Repeat the listing below word for word, leaving nothing out.

#### THE DATA:

......

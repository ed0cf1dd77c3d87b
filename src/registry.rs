//! Resource registry: every configured resource, its backend, and whether startup
//! managed to give it a working collection.

use crate::collection::{seed_documents, MemoryCollection, PgCollection, SharedCollection};
use crate::config::{BackendKind, HubConfig, ResourceConfig, StartupPolicy};
use crate::error::AppError;
use sqlx::PgPool;
use std::sync::Arc;

#[derive(Clone, Debug, PartialEq, Eq)]
pub enum ResourceStatus {
    Available,
    /// Startup failed for this resource; the reason is reported by `/ready`.
    Unavailable(String),
}

#[derive(Clone)]
pub struct ResourceEntry {
    pub name: String,
    pub backend: BackendKind,
    pub status: ResourceStatus,
    /// Present exactly when status is `Available`.
    pub collection: Option<SharedCollection>,
}

/// Registry in config order. Built once at startup, then shared read-only behind an `Arc`.
#[derive(Clone, Default)]
pub struct ResourceRegistry {
    entries: Vec<ResourceEntry>,
}

impl ResourceRegistry {
    pub fn new() -> Self {
        ResourceRegistry { entries: Vec::new() }
    }

    pub fn register(&mut self, name: impl Into<String>, backend: BackendKind, collection: SharedCollection) {
        self.entries.push(ResourceEntry {
            name: name.into(),
            backend,
            status: ResourceStatus::Available,
            collection: Some(collection),
        });
    }

    pub fn register_unavailable(&mut self, name: impl Into<String>, backend: BackendKind, reason: impl Into<String>) {
        self.entries.push(ResourceEntry {
            name: name.into(),
            backend,
            status: ResourceStatus::Unavailable(reason.into()),
            collection: None,
        });
    }

    pub fn get(&self, name: &str) -> Option<&ResourceEntry> {
        self.entries.iter().find(|e| e.name == name)
    }

    pub fn entries(&self) -> &[ResourceEntry] {
        &self.entries
    }

    pub fn all_available(&self) -> bool {
        self.entries.iter().all(|e| e.status == ResourceStatus::Available)
    }
}

async fn open_postgres(pool: &PgPool, schema: &str, resource: &ResourceConfig) -> Result<SharedCollection, AppError> {
    let collection = PgCollection::open(pool.clone(), schema, &resource.name).await?;
    let seeded = collection.seed_if_empty(seed_documents(&resource.seed)).await?;
    if seeded > 0 {
        tracing::info!(resource = %resource.name, count = seeded, "seeded collection");
    }
    Ok(Arc::new(collection))
}

/// Build a collection for every configured resource. `pool` is `None` when the
/// document store could not be reached (or no resource needs it).
/// Under `FailFast` any postgres failure is returned; under `Degraded` the
/// resource is registered as unavailable and startup continues.
pub async fn build_registry(config: &HubConfig, pool: Option<&PgPool>) -> Result<ResourceRegistry, AppError> {
    let policy = config.server.startup;
    let mut registry = ResourceRegistry::new();

    for resource in &config.resources {
        let opened = match resource.backend {
            BackendKind::Memory => {
                let collection = MemoryCollection::seeded(seed_documents(&resource.seed));
                Ok(Arc::new(collection) as SharedCollection)
            }
            BackendKind::Postgres => match pool {
                Some(pool) => open_postgres(pool, &config.store.schema, resource).await,
                None => Err(AppError::Unavailable("document store not connected".into())),
            },
        };

        match opened {
            Ok(collection) => registry.register(resource.name.clone(), resource.backend, collection),
            Err(e) if policy == StartupPolicy::Degraded => {
                tracing::warn!(resource = %resource.name, error = %e, "resource unavailable, continuing degraded");
                registry.register_unavailable(resource.name.clone(), resource.backend, e.to_string());
            }
            Err(e) => {
                tracing::error!(resource = %resource.name, error = %e, "resource setup failed");
                return Err(e);
            }
        }
    }

    Ok(registry)
}

#[cfg(test)]
mod tests {
    use super::*;
    use crate::config::ResourceConfig;

    #[tokio::test]
    async fn memory_resources_are_seeded() {
        let registry = build_registry(&HubConfig::sample(), None).await.unwrap();
        assert!(registry.all_available());
        let teas = registry.get("teas").unwrap();
        let items = teas.collection.as_ref().unwrap().find_all().await.unwrap();
        assert_eq!(items.len(), 5);
        assert_eq!(items[0]["name"], "Early Grey");
        assert!(registry.get("biscuits").is_some());
        assert!(registry.get("games").is_none());
    }

    #[tokio::test]
    async fn missing_store_fails_fast() {
        let mut config = HubConfig::sample();
        config.resources.push(ResourceConfig::postgres("games"));
        let result = build_registry(&config, None).await;
        assert!(matches!(result, Err(AppError::Unavailable(_))));
    }

    #[tokio::test]
    async fn missing_store_degrades() {
        let mut config = HubConfig::sample();
        config.server.startup = StartupPolicy::Degraded;
        config.resources.push(ResourceConfig::postgres("games"));
        let registry = build_registry(&config, None).await.unwrap();

        assert!(!registry.all_available());
        let games = registry.get("games").unwrap();
        assert!(games.collection.is_none());
        assert!(matches!(&games.status, ResourceStatus::Unavailable(reason) if reason.contains("not connected")));
        assert_eq!(registry.get("teas").unwrap().status, ResourceStatus::Available);
    }
}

......

#### ANSWER BELOW:
repository ed0cf1dd77c3d87b
filename src/registry.rs
//! Resource registry: every configured resource, its backend, and whether startup
//! managed to give it a working collection.

use crate::collection::{seed_documents, MemoryCollection, PgCollection, SharedCollection};
use crate::config::{BackendKind, HubConfig, ResourceConfig, StartupPolicy};
use crate::error::AppError;
use sqlx::PgPool;
use std::sync::Arc;

#[derive(Clone, Debug, PartialEq, Eq)]
pub enum ResourceStatus {
    Available,
    /// Startup failed for this resource; the reason is reported by `/ready`.
    Unavailable(String),
}

#[derive(Clone)]
pub struct ResourceEntry {
    pub name: String,
    pub backend: BackendKind,
    pub status: ResourceStatus,
    /// Present exactly when status is `Available`.
    pub collection: Option<SharedCollection>,
}

/// Registry in config order. Built once at startup, then shared read-only behind an `Arc`.
#[derive(Clone, Default)]
pub struct ResourceRegistry {
    entries: Vec<ResourceEntry>,
}

impl ResourceRegistry {
    pub fn new() -> Self {
        ResourceRegistry { entries: Vec::new() }
    }

    pub fn register(&mut self, name: impl Into<String>, backend: BackendKind, collection: SharedCollection) {
        self.entries.push(ResourceEntry {
            name: name.into(),
            backend,
            status: ResourceStatus::Available,
            collection: Some(collection),
        });
    }

    pub fn register_unavailable(&mut self, name: impl Into<String>, backend: BackendKind, reason: impl Into<String>) {
        self.entries.push(ResourceEntry {
            name: name.into(),
            backend,
            status: ResourceStatus::Unavailable(reason.into()),
            collection: None,
        });
    }

    pub fn get(&self, name: &str) -> Option<&ResourceEntry> {
        self.entries.iter().find(|e| e.name == name)
    }

    pub fn entries(&self) -> &[ResourceEntry] {
        &self.entries
    }

    pub fn all_available(&self) -> bool {
        self.entries.iter().all(|e| e.status == ResourceStatus::Available)
    }
}

async fn open_postgres(pool: &PgPool, schema: &str, resource: &ResourceConfig) -> Result<SharedCollection, AppError> {
    let collection = PgCollection::open(pool.clone(), schema, &resource.name).await?;
    let seeded = collection.seed_if_empty(seed_documents(&resource.seed)).await?;
    if seeded > 0 {
        tracing::info!(resource = %resource.name, count = seeded, "seeded collection");
    }
    Ok(Arc::new(collection))
}

/// Build a collection for every configured resource. `pool` is `None` when the
/// document store could not be reached (or no resource needs it).
/// Under `FailFast` any postgres failure is returned; under `Degraded` the
/// resource is registered as unavailable and startup continues.
pub async fn build_registry(config: &HubConfig, pool: Option<&PgPool>) -> Result<ResourceRegistry, AppError> {
    let policy = config.server.startup;
    let mut registry = ResourceRegistry::new();

    for resource in &config.resources {
        let opened = match resource.backend {
            BackendKind::Memory => {
                let collection = MemoryCollection::seeded(seed_documents(&resource.seed));
                Ok(Arc::new(collection) as SharedCollection)
            }
            BackendKind::Postgres => match pool {
                Some(pool) => open_postgres(pool, &config.store.schema, resource).await,
                None => Err(AppError::Unavailable("document store not connected".into())),
            },
        };

        match opened {
            Ok(collection) => registry.register(resource.name.clone(), resource.backend, collection),
            Err(e) if policy == StartupPolicy::Degraded => {
                tracing::warn!(resource = %resource.name, error = %e, "resource unavailable, continuing degraded");
                registry.register_unavailable(resource.name.clone(), resource.backend, e.to_string());
            }
            Err(e) => {
                tracing::error!(resource = %resource.name, error = %e, "resource setup failed");
                return Err(e);
            }
        }
    }

    Ok(registry)
}

#[cfg(test)]
mod tests {
    use super::*;
    use crate::config::ResourceConfig;

    #[tokio::test]
    async fn memory_resources_are_seeded() {
        let registry = build_registry(&HubConfig::sample(), None).await.unwrap();
        assert!(registry.all_available());
        let teas = registry.get("teas").unwrap();
        let items = teas.collection.as_ref().unwrap().find_all().await.unwrap();
        assert_eq!(items.len(), 5);
        assert_eq!(items[0]["name"], "Early Grey");
        assert!(registry.get("biscuits").is_some());
        assert!(registry.get("games").is_none());
    }

    #[tokio::test]
    async fn missing_store_fails_fast() {
        let mut config = HubConfig::sample();
        config.resources.push(ResourceConfig::postgres("games"));
        let result = build_registry(&config, None).await;
        assert!(matches!(result, Err(AppError::Unavailable(_))));
    }

    #[tokio::test]
    async fn missing_store_degrades() {
        let mut config = HubConfig::sample();
        config.server.startup = StartupPolicy::Degraded;
        config.resources.push(ResourceConfig::postgres("games"));
        let registry = build_registry(&config, None).await.unwrap();

        assert!(!registry.all_available());
        let games = registry.get("games").unwrap();
        assert!(games.collection.is_none());
        assert!(matches!(&games.status, ResourceStatus::Unavailable(reason) if reason.contains("not connected")));
        assert_eq!(registry.get("teas").unwrap().status, ResourceStatus::Available);
    }
}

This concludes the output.